Prompt
Reproduce exactly the lines from the top of the records below through the line holding "use tracing::debug;".

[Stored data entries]
__________________________________________________

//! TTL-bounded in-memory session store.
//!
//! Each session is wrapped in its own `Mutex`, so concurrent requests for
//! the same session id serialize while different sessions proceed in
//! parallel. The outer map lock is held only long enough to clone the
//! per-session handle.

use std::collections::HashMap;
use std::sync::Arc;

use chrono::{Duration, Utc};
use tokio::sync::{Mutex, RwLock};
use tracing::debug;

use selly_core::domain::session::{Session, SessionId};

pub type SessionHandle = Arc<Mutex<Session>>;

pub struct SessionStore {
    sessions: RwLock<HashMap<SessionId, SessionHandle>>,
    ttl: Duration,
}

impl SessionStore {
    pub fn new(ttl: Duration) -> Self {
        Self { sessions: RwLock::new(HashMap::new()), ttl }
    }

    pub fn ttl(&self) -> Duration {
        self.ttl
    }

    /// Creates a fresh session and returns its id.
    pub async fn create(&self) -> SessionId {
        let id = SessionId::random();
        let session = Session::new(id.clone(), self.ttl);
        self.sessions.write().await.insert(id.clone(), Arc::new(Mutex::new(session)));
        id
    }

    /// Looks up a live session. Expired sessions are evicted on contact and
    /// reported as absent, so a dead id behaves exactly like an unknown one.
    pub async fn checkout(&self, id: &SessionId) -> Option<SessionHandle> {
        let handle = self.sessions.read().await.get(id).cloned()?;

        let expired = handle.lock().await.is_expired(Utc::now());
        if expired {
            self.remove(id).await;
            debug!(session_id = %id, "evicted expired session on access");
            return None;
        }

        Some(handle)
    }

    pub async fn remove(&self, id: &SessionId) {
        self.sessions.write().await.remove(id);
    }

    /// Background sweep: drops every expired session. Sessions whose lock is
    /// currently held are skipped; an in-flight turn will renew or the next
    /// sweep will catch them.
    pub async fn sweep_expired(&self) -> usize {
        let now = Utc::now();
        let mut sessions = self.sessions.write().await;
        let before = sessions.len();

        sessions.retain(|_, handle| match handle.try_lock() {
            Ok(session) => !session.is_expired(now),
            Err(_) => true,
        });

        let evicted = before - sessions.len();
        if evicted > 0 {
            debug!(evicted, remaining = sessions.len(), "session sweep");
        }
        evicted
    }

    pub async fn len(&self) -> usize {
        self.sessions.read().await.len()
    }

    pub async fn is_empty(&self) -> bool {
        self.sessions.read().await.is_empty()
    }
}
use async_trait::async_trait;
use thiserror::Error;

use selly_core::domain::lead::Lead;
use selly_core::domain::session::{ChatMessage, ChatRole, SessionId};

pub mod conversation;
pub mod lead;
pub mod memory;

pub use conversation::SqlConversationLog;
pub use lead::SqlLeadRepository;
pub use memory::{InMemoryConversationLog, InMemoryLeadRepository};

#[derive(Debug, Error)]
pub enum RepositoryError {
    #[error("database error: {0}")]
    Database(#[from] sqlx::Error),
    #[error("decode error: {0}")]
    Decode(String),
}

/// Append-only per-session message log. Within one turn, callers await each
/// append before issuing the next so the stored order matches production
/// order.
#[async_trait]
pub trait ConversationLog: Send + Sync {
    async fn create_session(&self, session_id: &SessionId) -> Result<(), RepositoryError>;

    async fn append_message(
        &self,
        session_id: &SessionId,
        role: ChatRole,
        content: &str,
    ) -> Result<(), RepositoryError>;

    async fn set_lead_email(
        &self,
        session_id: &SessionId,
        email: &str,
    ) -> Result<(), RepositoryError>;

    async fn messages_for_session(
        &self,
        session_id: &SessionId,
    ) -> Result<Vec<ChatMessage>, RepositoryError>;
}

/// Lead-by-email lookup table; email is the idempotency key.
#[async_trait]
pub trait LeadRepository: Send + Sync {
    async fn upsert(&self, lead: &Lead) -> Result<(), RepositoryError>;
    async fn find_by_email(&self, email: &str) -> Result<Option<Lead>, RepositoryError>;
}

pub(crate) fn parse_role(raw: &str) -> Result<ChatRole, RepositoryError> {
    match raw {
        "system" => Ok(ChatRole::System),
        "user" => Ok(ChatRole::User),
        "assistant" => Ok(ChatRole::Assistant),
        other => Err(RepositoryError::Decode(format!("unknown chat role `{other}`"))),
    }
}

__________________________________________________

Written response
//! TTL-bounded in-memory session store.
//!
//! Each session is wrapped in its own `Mutex`, so concurrent requests for
//! the same session id serialize while different sessions proceed in
//! parallel. The outer map lock is held only long enough to clone the
//! per-session handle.

use std::collections::HashMap;
use std::sync::Arc;

use chrono::{Duration, Utc};
use tokio::sync::{Mutex, RwLock};
use tracing::debug;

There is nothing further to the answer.